#### [What the task requires]
Within these entries, how many lines contain the word "height"? Answer with the number alone.

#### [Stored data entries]
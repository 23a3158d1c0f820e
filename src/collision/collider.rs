//! Collider Data Model
//!
//! Shape-tagged collision geometry plus layer/mask filtering state.
//! Colliders are plain values: the engine holds no ownership and no
//! internal synchronization. The owning store mutates them in place
//! through the translation-only operations below.

use serde::{Deserialize, Serialize};

use crate::core::vec2::Vec2;
use super::layer::Layer;

/// Collision shape payload.
///
/// Each variant carries only the fields that are meaningful for it, so a
/// capsule endpoint can never be read off a circle. Shape kind and polygon
/// vertex lists are fixed at construction; only translations mutate.
#[derive(Debug, Clone, PartialEq, Serialize, Deserialize)]
pub enum Shape {
    /// Disc around `center`.
    Circle {
        /// World-space center.
        center: Vec2,
        /// Disc radius (>= 0).
        radius: f32,
    },
    /// Line segment from `start` to `end` thickened by `radius`.
    Capsule {
        /// World-space segment start.
        start: Vec2,
        /// World-space segment end.
        end: Vec2,
        /// Thickening radius (>= 0).
        radius: f32,
    },
    /// Axis-aligned box with `min` as its minimum corner.
    Aabb {
        /// World-space minimum corner.
        min: Vec2,
        /// Box width (>= 0).
        width: f32,
        /// Box height (>= 0).
        height: f32,
    },
    /// Convex polygon with local-frame vertices translated by `origin`.
    Polygon {
        /// World-space translation applied to every vertex.
        origin: Vec2,
        /// Local-frame vertex loop. Fewer than 3 vertices is a degenerate
        /// shape that fails every test.
        vertices: Vec<Vec2>,
    },
}

impl Shape {
    /// True for a polygon with fewer than 3 vertices. Degenerate shapes
    /// fail every intersection test without being an error.
    #[inline]
    pub fn is_degenerate(&self) -> bool {
        matches!(self, Shape::Polygon { vertices, .. } if vertices.len() < 3)
    }

    /// Conservative bounding circle.
    ///
    /// Polygon bounds are origin-relative (max vertex distance from the
    /// origin, not from the area centroid), so off-center hulls get a
    /// loose bound.
    pub fn bounding_circle(&self) -> BoundingCircle {
        match self {
            Shape::Circle { center, radius } => BoundingCircle {
                center: *center,
                radius: *radius,
            },
            Shape::Capsule { start, end, radius } => BoundingCircle {
                center: (*start + *end).scale(0.5),
                radius: start.distance(*end) * 0.5 + radius,
            },
            Shape::Aabb { min, width, height } => BoundingCircle {
                center: *min + Vec2::new(width * 0.5, height * 0.5),
                radius: Vec2::new(width * 0.5, height * 0.5).length(),
            },
            Shape::Polygon { origin, vertices } => BoundingCircle {
                center: *origin,
                radius: vertices.iter().map(|v| v.length()).fold(0.0, f32::max),
            },
        }
    }
}

/// Bounding circle of a shape, used for broad reduction of shape pairs
/// the narrow phase has no dedicated test for.
#[derive(Debug, Clone, Copy, PartialEq)]
pub struct BoundingCircle {
    /// Circle center.
    pub center: Vec2,
    /// Circle radius.
    pub radius: f32,
}

/// A collision volume with layer/mask interaction state.
#[derive(Debug, Clone, PartialEq, Serialize, Deserialize)]
pub struct Collider {
    /// Geometry payload.
    pub shape: Shape,
    /// Category this collider belongs to.
    pub layer: Layer,
    /// Categories this collider is willing to interact with.
    pub mask: Layer,
    /// Disabled colliders never match anything.
    pub enabled: bool,
}

impl Collider {
    /// Circle collider.
    pub fn circle(center: Vec2, radius: f32, layer: Layer, mask: Layer) -> Self {
        Self {
            shape: Shape::Circle { center, radius },
            layer,
            mask,
            enabled: true,
        }
    }

    /// Capsule collider between two world points.
    pub fn capsule(start: Vec2, end: Vec2, radius: f32, layer: Layer, mask: Layer) -> Self {
        Self {
            shape: Shape::Capsule { start, end, radius },
            layer,
            mask,
            enabled: true,
        }
    }

    /// Axis-aligned box collider; `min` is the minimum corner.
    pub fn aabb(min: Vec2, width: f32, height: f32, layer: Layer, mask: Layer) -> Self {
        Self {
            shape: Shape::Aabb { min, width, height },
            layer,
            mask,
            enabled: true,
        }
    }

    /// Polygon collider from local-frame vertices translated by `origin`.
    pub fn polygon(origin: Vec2, vertices: Vec<Vec2>, layer: Layer, mask: Layer) -> Self {
        Self {
            shape: Shape::Polygon { origin, vertices },
            layer,
            mask,
            enabled: true,
        }
    }

    /// Reference point of the shape: circle center, capsule start,
    /// box minimum corner, polygon origin.
    pub fn position(&self) -> Vec2 {
        match &self.shape {
            Shape::Circle { center, .. } => *center,
            Shape::Capsule { start, .. } => *start,
            Shape::Aabb { min, .. } => *min,
            Shape::Polygon { origin, .. } => *origin,
        }
    }

    /// Move the shape so its reference point lands on `pos`.
    /// Translation only: a capsule keeps its segment offset, a polygon
    /// keeps its vertex list.
    pub fn set_position(&mut self, pos: Vec2) {
        match &mut self.shape {
            Shape::Circle { center, .. } => *center = pos,
            Shape::Capsule { start, end, .. } => {
                let delta = *end - *start;
                *start = pos;
                *end = pos + delta;
            }
            Shape::Aabb { min, .. } => *min = pos,
            Shape::Polygon { origin, .. } => *origin = pos,
        }
    }

    /// Reposition a capsule's endpoints. Has no effect on other shapes.
    pub fn set_segment(&mut self, new_start: Vec2, new_end: Vec2) {
        if let Shape::Capsule { start, end, .. } = &mut self.shape {
            *start = new_start;
            *end = new_end;
        }
    }

    /// Conservative bounding circle for this collider's shape.
    pub fn bounding_circle(&self) -> BoundingCircle {
        self.shape.bounding_circle()
    }
}

/// Layer/mask interaction predicate.
///
/// Both colliders must be enabled, and at least one side must mask the
/// other's layer. The OR is asymmetric on purpose: a trigger volume can
/// detect a player without the player masking the trigger back.
#[inline]
pub fn can_interact(a: &Collider, b: &Collider) -> bool {
    if !a.enabled || !b.enabled {
        return false;
    }
    (a.layer & b.mask) != 0 || (b.layer & a.mask) != 0
}

#[cfg(test)]
mod tests {
    use super::*;
    use crate::collision::layer::*;

    #[test]
    fn test_can_interact_asymmetric_or() {
        let trigger = Collider::aabb(Vec2::ZERO, 4.0, 4.0, LAYER_TRIGGER, LAYER_PLAYER);
        let player = Collider::circle(Vec2::ZERO, 1.0, LAYER_PLAYER, LAYER_TERRAIN);

        // Player does not mask triggers, but the trigger masks players.
        assert!(can_interact(&trigger, &player));
        assert!(can_interact(&player, &trigger));
    }

    #[test]
    fn test_can_interact_no_shared_mask() {
        let projectile = Collider::circle(Vec2::ZERO, 0.5, LAYER_PROJECTILE, LAYER_ENEMY);
        let terrain = Collider::aabb(Vec2::ZERO, 10.0, 10.0, LAYER_TERRAIN, LAYER_PLAYER | LAYER_ENEMY);

        // Neither layer is in the other's mask.
        assert!(!can_interact(&projectile, &terrain));
    }

    #[test]
    fn test_can_interact_disabled() {
        let mut a = Collider::circle(Vec2::ZERO, 1.0, LAYER_PLAYER, LAYER_ALL);
        let b = Collider::circle(Vec2::ZERO, 1.0, LAYER_ENEMY, LAYER_ALL);
        assert!(can_interact(&a, &b));

        a.enabled = false;
        assert!(!can_interact(&a, &b));
        assert!(!can_interact(&b, &a));
    }

    #[test]
    fn test_set_position_translates_capsule() {
        let mut c = Collider::capsule(
            Vec2::new(1.0, 1.0),
            Vec2::new(5.0, 1.0),
            0.5,
            LAYER_PROJECTILE,
            LAYER_ALL,
        );
        c.set_position(Vec2::new(10.0, 2.0));
        match c.shape {
            Shape::Capsule { start, end, .. } => {
                assert_eq!(start, Vec2::new(10.0, 2.0));
                assert_eq!(end, Vec2::new(14.0, 2.0));
            }
            _ => unreachable!(),
        }
    }

    #[test]
    fn test_bounding_circle_aabb() {
        let c = Collider::aabb(Vec2::ZERO, 6.0, 8.0, LAYER_TERRAIN, LAYER_ALL);
        let b = c.bounding_circle();
        assert_eq!(b.center, Vec2::new(3.0, 4.0));
        assert!((b.radius - 5.0).abs() < 1e-5);
    }

    #[test]
    fn test_bounding_circle_capsule() {
        let c = Collider::capsule(
            Vec2::new(-2.0, 0.0),
            Vec2::new(2.0, 0.0),
            1.0,
            LAYER_PROJECTILE,
            LAYER_ALL,
        );
        let b = c.bounding_circle();
        assert_eq!(b.center, Vec2::ZERO);
        assert!((b.radius - 3.0).abs() < 1e-5);
    }

    #[test]
    fn test_bounding_circle_polygon_is_origin_relative() {
        let c = Collider::polygon(
            Vec2::new(10.0, 0.0),
            vec![Vec2::new(3.0, 0.0), Vec2::new(0.0, 4.0), Vec2::new(-1.0, -1.0)],
            LAYER_ENEMY,
            LAYER_ALL,
        );
        let b = c.bounding_circle();
        assert_eq!(b.center, Vec2::new(10.0, 0.0));
        assert!((b.radius - 4.0).abs() < 1e-5);
    }

    #[test]
    fn test_degenerate_polygon() {
        let empty = Shape::Polygon {
            origin: Vec2::ZERO,
            vertices: vec![],
        };
        let pair = Shape::Polygon {
            origin: Vec2::ZERO,
            vertices: vec![Vec2::ZERO, Vec2::RIGHT],
        };
        let tri = Shape::Polygon {
            origin: Vec2::ZERO,
            vertices: vec![Vec2::ZERO, Vec2::RIGHT, Vec2::UP],
        };
        assert!(empty.is_degenerate());
        assert!(pair.is_degenerate());
        assert!(!tri.is_degenerate());
        assert!(!Shape::Circle { center: Vec2::ZERO, radius: 0.0 }.is_degenerate());
    }
}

#### [Response to this exercise]
7